[Extracted records]
⟨

//! Async runner for the transcoder's introspection commands.

use std::path::PathBuf;
use std::process::{ExitStatus, Stdio};
use std::time::Duration;

use tokio::process::Command;

/// Default command timeout: 10 seconds. Introspection flags return at once.
const DEFAULT_TIMEOUT: Duration = Duration::from_secs(10);

/// Output captured from a tool execution.
#[derive(Debug, Clone)]
pub struct ToolOutput {
    pub status: ExitStatus,
    /// Captured standard output (lossy UTF-8).
    pub stdout: String,
    /// Captured standard error (lossy UTF-8).
    pub stderr: String,
}

impl ToolOutput {
    /// Stdout, or stderr when the tool wrote its listing there instead.
    pub fn listing(&self) -> &str {
        if self.stdout.trim().is_empty() {
            &self.stderr
        } else {
            &self.stdout
        }
    }
}

/// A builder for running an external tool with a timeout.
///
/// # Example
///
/// ```no_run
/// use cf_transcode::ToolCommand;
/// use std::path::PathBuf;
///
/// # async fn example() -> cf_core::Result<()> {
/// let output = ToolCommand::new(PathBuf::from("ffmpeg"))
///     .args(["-hide_banner", "-encoders"])
///     .execute()
///     .await?;
/// println!("{}", output.listing());
/// # Ok(())
/// # }
/// ```
#[derive(Debug, Clone)]
pub struct ToolCommand {
    program: PathBuf,
    args: Vec<String>,
    env: Vec<(String, String)>,
    timeout: Duration,
}

impl ToolCommand {
    pub fn new(program: PathBuf) -> Self {
        Self {
            program,
            args: Vec::new(),
            env: Vec::new(),
            timeout: DEFAULT_TIMEOUT,
        }
    }

    pub fn arg(&mut self, s: impl Into<String>) -> &mut Self {
        self.args.push(s.into());
        self
    }

    pub fn args(&mut self, iter: impl IntoIterator<Item = impl Into<String>>) -> &mut Self {
        self.args.extend(iter.into_iter().map(Into::into));
        self
    }

    /// Set an environment variable for the child process.
    pub fn env(&mut self, name: impl Into<String>, value: impl Into<String>) -> &mut Self {
        self.env.push((name.into(), value.into()));
        self
    }

    /// Set the maximum execution time.
    pub fn timeout(&mut self, d: Duration) -> &mut Self {
        self.timeout = d;
        self
    }

    /// Execute the command, capturing stdout and stderr.
    ///
    /// # Errors
    ///
    /// Returns [`cf_core::Error::Tool`] when the process cannot be spawned,
    /// exits with a non-zero status (message includes stderr), or runs past
    /// the timeout.
    pub async fn execute(&self) -> cf_core::Result<ToolOutput> {
        let program_name = self
            .program
            .file_name()
            .map(|n| n.to_string_lossy().to_string())
            .unwrap_or_else(|| self.program.to_string_lossy().to_string());

        let mut cmd = Command::new(&self.program);
        cmd.args(&self.args)
            .envs(self.env.iter().map(|(k, v)| (k.as_str(), v.as_str())))
            .stdin(Stdio::null())
            .stdout(Stdio::piped())
            .stderr(Stdio::piped())
            .kill_on_drop(true);

        let child = cmd
            .spawn()
            .map_err(|e| cf_core::Error::tool(&program_name, format!("failed to spawn: {e}")))?;

        match tokio::time::timeout(self.timeout, child.wait_with_output()).await {
            Ok(Ok(output)) => {
                let tool_output = ToolOutput {
                    status: output.status,
                    stdout: String::from_utf8_lossy(&output.stdout).to_string(),
                    stderr: String::from_utf8_lossy(&output.stderr).to_string(),
                };

                if !output.status.success() {
                    return Err(cf_core::Error::tool(
                        program_name,
                        format!(
                            "exited with status {}: {}",
                            output.status,
                            tool_output.stderr.trim()
                        ),
                    ));
                }

                Ok(tool_output)
            }
            Ok(Err(e)) => Err(cf_core::Error::tool(
                program_name,
                format!("I/O error waiting for process: {e}"),
            )),
            Err(_elapsed) => Err(cf_core::Error::tool(
                program_name,
                format!("timed out after {:?}", self.timeout),
            )),
        }
    }
}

⟩

**Problem requirements**
Whenever the string "tokio" shows up in a line of the entries, copy that line.

**Task answer**
use tokio::process::Command;
        match tokio::time::timeout(self.timeout, child.wait_with_output()).await {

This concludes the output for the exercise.